START DATA PROVIDED

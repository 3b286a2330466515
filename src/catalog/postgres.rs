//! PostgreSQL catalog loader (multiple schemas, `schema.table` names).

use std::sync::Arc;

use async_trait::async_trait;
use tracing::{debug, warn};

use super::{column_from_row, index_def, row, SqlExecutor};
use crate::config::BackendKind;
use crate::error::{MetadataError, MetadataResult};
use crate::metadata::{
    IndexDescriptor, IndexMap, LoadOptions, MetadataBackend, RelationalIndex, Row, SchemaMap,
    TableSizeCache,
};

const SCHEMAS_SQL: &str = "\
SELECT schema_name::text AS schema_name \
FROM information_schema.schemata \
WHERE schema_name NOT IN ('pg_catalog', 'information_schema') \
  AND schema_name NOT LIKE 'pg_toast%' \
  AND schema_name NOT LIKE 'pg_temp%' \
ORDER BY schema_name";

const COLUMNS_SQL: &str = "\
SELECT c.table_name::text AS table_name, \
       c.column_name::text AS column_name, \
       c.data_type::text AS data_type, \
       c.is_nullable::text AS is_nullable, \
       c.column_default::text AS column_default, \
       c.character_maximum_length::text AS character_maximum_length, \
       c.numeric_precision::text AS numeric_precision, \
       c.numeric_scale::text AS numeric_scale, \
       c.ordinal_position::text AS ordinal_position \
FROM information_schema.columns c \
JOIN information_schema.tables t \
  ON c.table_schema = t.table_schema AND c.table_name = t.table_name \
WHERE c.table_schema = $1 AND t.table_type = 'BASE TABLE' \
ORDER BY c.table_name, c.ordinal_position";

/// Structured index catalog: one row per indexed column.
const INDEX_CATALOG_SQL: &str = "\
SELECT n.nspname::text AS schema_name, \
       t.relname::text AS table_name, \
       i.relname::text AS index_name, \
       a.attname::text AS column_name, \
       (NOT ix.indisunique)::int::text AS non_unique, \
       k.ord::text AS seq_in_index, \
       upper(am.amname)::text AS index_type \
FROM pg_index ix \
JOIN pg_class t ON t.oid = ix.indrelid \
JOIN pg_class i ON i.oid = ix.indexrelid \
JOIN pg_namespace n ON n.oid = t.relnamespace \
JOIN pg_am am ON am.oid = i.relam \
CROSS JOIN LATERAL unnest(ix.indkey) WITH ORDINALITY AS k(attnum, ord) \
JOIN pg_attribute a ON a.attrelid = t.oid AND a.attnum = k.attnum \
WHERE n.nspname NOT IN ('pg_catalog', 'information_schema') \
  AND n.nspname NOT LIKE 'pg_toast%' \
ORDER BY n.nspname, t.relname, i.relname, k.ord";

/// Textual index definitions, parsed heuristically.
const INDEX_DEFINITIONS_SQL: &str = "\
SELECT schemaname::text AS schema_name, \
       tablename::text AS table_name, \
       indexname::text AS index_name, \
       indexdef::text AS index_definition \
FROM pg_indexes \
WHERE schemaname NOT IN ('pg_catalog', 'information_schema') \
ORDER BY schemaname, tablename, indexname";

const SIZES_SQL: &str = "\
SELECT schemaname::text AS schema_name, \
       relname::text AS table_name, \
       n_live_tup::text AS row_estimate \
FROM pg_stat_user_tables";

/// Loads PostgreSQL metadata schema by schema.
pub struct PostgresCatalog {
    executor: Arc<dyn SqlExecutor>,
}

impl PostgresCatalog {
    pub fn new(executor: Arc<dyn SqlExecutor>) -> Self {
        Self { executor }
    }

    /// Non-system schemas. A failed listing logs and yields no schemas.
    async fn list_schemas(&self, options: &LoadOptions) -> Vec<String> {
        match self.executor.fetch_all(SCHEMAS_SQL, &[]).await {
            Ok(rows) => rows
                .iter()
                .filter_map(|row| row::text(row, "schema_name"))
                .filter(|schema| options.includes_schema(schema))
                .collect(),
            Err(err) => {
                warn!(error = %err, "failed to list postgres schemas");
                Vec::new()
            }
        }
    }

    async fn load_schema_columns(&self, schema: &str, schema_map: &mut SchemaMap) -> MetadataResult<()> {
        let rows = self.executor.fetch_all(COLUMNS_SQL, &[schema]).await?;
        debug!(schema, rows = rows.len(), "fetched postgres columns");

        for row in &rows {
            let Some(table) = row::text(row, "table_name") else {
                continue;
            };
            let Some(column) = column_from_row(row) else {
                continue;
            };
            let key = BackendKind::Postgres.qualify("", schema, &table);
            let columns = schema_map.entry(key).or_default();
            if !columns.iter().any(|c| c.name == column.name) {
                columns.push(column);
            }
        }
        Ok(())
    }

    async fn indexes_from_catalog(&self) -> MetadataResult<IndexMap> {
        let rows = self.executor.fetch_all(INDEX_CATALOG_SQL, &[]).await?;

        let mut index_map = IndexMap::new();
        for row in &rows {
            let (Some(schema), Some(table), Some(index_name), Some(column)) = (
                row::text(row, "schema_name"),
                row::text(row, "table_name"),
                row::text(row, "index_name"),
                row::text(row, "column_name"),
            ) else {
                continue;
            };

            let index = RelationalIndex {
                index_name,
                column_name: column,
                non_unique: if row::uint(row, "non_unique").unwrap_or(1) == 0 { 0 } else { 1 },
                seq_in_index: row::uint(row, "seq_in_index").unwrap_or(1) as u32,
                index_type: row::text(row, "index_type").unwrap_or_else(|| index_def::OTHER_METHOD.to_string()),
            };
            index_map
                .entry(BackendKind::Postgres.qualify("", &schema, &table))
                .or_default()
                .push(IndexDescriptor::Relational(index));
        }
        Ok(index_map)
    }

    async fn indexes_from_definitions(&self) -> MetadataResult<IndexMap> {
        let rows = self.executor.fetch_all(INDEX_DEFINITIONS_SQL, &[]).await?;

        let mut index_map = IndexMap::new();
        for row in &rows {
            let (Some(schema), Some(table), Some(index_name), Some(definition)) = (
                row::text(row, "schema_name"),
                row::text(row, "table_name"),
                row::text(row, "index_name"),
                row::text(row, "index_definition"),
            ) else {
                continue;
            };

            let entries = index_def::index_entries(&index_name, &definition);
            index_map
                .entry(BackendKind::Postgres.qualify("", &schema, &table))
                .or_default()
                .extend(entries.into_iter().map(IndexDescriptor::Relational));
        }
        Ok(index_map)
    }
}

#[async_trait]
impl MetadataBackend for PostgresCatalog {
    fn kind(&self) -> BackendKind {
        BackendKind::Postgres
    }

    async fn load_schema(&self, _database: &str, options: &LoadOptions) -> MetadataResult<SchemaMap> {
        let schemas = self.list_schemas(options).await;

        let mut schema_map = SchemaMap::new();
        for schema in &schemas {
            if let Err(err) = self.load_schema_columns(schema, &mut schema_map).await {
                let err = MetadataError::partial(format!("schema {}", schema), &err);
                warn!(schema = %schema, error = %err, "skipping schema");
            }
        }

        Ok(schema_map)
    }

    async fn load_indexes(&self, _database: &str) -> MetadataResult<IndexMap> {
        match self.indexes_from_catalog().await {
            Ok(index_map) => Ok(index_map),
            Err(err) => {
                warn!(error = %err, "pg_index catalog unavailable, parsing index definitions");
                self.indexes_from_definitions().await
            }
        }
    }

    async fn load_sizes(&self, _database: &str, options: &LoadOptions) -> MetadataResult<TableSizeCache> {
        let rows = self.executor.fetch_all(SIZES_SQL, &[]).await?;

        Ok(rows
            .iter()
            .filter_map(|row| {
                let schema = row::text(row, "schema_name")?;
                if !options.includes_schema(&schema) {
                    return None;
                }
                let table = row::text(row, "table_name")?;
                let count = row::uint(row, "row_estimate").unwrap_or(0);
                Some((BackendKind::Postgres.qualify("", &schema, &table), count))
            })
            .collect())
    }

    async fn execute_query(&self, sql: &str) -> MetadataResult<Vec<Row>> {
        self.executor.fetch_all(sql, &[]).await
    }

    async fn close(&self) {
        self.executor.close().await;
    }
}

END DATA PROVIDED

TASK ITEM - Reproduce the entries above in full, so that each one reads exactly as before.

SOLUTION BELOW -
repository 3b286a2330466515
filename src/catalog/postgres.rs
//! PostgreSQL catalog loader (multiple schemas, `schema.table` names).

use std::sync::Arc;

use async_trait::async_trait;
use tracing::{debug, warn};

use super::{column_from_row, index_def, row, SqlExecutor};
use crate::config::BackendKind;
use crate::error::{MetadataError, MetadataResult};
use crate::metadata::{
    IndexDescriptor, IndexMap, LoadOptions, MetadataBackend, RelationalIndex, Row, SchemaMap,
    TableSizeCache,
};

const SCHEMAS_SQL: &str = "\
SELECT schema_name::text AS schema_name \
FROM information_schema.schemata \
WHERE schema_name NOT IN ('pg_catalog', 'information_schema') \
  AND schema_name NOT LIKE 'pg_toast%' \
  AND schema_name NOT LIKE 'pg_temp%' \
ORDER BY schema_name";

const COLUMNS_SQL: &str = "\
SELECT c.table_name::text AS table_name, \
       c.column_name::text AS column_name, \
       c.data_type::text AS data_type, \
       c.is_nullable::text AS is_nullable, \
       c.column_default::text AS column_default, \
       c.character_maximum_length::text AS character_maximum_length, \
       c.numeric_precision::text AS numeric_precision, \
       c.numeric_scale::text AS numeric_scale, \
       c.ordinal_position::text AS ordinal_position \
FROM information_schema.columns c \
JOIN information_schema.tables t \
  ON c.table_schema = t.table_schema AND c.table_name = t.table_name \
WHERE c.table_schema = $1 AND t.table_type = 'BASE TABLE' \
ORDER BY c.table_name, c.ordinal_position";

/// Structured index catalog: one row per indexed column.
const INDEX_CATALOG_SQL: &str = "\
SELECT n.nspname::text AS schema_name, \
       t.relname::text AS table_name, \
       i.relname::text AS index_name, \
       a.attname::text AS column_name, \
       (NOT ix.indisunique)::int::text AS non_unique, \
       k.ord::text AS seq_in_index, \
       upper(am.amname)::text AS index_type \
FROM pg_index ix \
JOIN pg_class t ON t.oid = ix.indrelid \
JOIN pg_class i ON i.oid = ix.indexrelid \
JOIN pg_namespace n ON n.oid = t.relnamespace \
JOIN pg_am am ON am.oid = i.relam \
CROSS JOIN LATERAL unnest(ix.indkey) WITH ORDINALITY AS k(attnum, ord) \
JOIN pg_attribute a ON a.attrelid = t.oid AND a.attnum = k.attnum \
WHERE n.nspname NOT IN ('pg_catalog', 'information_schema') \
  AND n.nspname NOT LIKE 'pg_toast%' \
ORDER BY n.nspname, t.relname, i.relname, k.ord";

/// Textual index definitions, parsed heuristically.
const INDEX_DEFINITIONS_SQL: &str = "\
SELECT schemaname::text AS schema_name, \
       tablename::text AS table_name, \
       indexname::text AS index_name, \
       indexdef::text AS index_definition \
FROM pg_indexes \
WHERE schemaname NOT IN ('pg_catalog', 'information_schema') \
ORDER BY schemaname, tablename, indexname";

const SIZES_SQL: &str = "\
SELECT schemaname::text AS schema_name, \
       relname::text AS table_name, \
       n_live_tup::text AS row_estimate \
FROM pg_stat_user_tables";

/// Loads PostgreSQL metadata schema by schema.
pub struct PostgresCatalog {
    executor: Arc<dyn SqlExecutor>,
}

impl PostgresCatalog {
    pub fn new(executor: Arc<dyn SqlExecutor>) -> Self {
        Self { executor }
    }

    /// Non-system schemas. A failed listing logs and yields no schemas.
    async fn list_schemas(&self, options: &LoadOptions) -> Vec<String> {
        match self.executor.fetch_all(SCHEMAS_SQL, &[]).await {
            Ok(rows) => rows
                .iter()
                .filter_map(|row| row::text(row, "schema_name"))
                .filter(|schema| options.includes_schema(schema))
                .collect(),
            Err(err) => {
                warn!(error = %err, "failed to list postgres schemas");
                Vec::new()
            }
        }
    }

    async fn load_schema_columns(&self, schema: &str, schema_map: &mut SchemaMap) -> MetadataResult<()> {
        let rows = self.executor.fetch_all(COLUMNS_SQL, &[schema]).await?;
        debug!(schema, rows = rows.len(), "fetched postgres columns");

        for row in &rows {
            let Some(table) = row::text(row, "table_name") else {
                continue;
            };
            let Some(column) = column_from_row(row) else {
                continue;
            };
            let key = BackendKind::Postgres.qualify("", schema, &table);
            let columns = schema_map.entry(key).or_default();
            if !columns.iter().any(|c| c.name == column.name) {
                columns.push(column);
            }
        }
        Ok(())
    }

    async fn indexes_from_catalog(&self) -> MetadataResult<IndexMap> {
        let rows = self.executor.fetch_all(INDEX_CATALOG_SQL, &[]).await?;

        let mut index_map = IndexMap::new();
        for row in &rows {
            let (Some(schema), Some(table), Some(index_name), Some(column)) = (
                row::text(row, "schema_name"),
                row::text(row, "table_name"),
                row::text(row, "index_name"),
                row::text(row, "column_name"),
            ) else {
                continue;
            };

            let index = RelationalIndex {
                index_name,
                column_name: column,
                non_unique: if row::uint(row, "non_unique").unwrap_or(1) == 0 { 0 } else { 1 },
                seq_in_index: row::uint(row, "seq_in_index").unwrap_or(1) as u32,
                index_type: row::text(row, "index_type").unwrap_or_else(|| index_def::OTHER_METHOD.to_string()),
            };
            index_map
                .entry(BackendKind::Postgres.qualify("", &schema, &table))
                .or_default()
                .push(IndexDescriptor::Relational(index));
        }
        Ok(index_map)
    }

    async fn indexes_from_definitions(&self) -> MetadataResult<IndexMap> {
        let rows = self.executor.fetch_all(INDEX_DEFINITIONS_SQL, &[]).await?;

        let mut index_map = IndexMap::new();
        for row in &rows {
            let (Some(schema), Some(table), Some(index_name), Some(definition)) = (
                row::text(row, "schema_name"),
                row::text(row, "table_name"),
                row::text(row, "index_name"),
                row::text(row, "index_definition"),
            ) else {
                continue;
            };

            let entries = index_def::index_entries(&index_name, &definition);
            index_map
                .entry(BackendKind::Postgres.qualify("", &schema, &table))
                .or_default()
                .extend(entries.into_iter().map(IndexDescriptor::Relational));
        }
        Ok(index_map)
    }
}

#[async_trait]
impl MetadataBackend for PostgresCatalog {
    fn kind(&self) -> BackendKind {
        BackendKind::Postgres
    }

    async fn load_schema(&self, _database: &str, options: &LoadOptions) -> MetadataResult<SchemaMap> {
        let schemas = self.list_schemas(options).await;

        let mut schema_map = SchemaMap::new();
        for schema in &schemas {
            if let Err(err) = self.load_schema_columns(schema, &mut schema_map).await {
                let err = MetadataError::partial(format!("schema {}", schema), &err);
                warn!(schema = %schema, error = %err, "skipping schema");
            }
        }

        Ok(schema_map)
    }

    async fn load_indexes(&self, _database: &str) -> MetadataResult<IndexMap> {
        match self.indexes_from_catalog().await {
            Ok(index_map) => Ok(index_map),
            Err(err) => {
                warn!(error = %err, "pg_index catalog unavailable, parsing index definitions");
                self.indexes_from_definitions().await
            }
        }
    }

    async fn load_sizes(&self, _database: &str, options: &LoadOptions) -> MetadataResult<TableSizeCache> {
        let rows = self.executor.fetch_all(SIZES_SQL, &[]).await?;

        Ok(rows
            .iter()
            .filter_map(|row| {
                let schema = row::text(row, "schema_name")?;
                if !options.includes_schema(&schema) {
                    return None;
                }
                let table = row::text(row, "table_name")?;
                let count = row::uint(row, "row_estimate").unwrap_or(0);
                Some((BackendKind::Postgres.qualify("", &schema, &table), count))
            })
            .collect())
    }

    async fn execute_query(&self, sql: &str) -> MetadataResult<Vec<Row>> {
        self.executor.fetch_all(sql, &[]).await
    }

    async fn close(&self) {
        self.executor.close().await;
    }
}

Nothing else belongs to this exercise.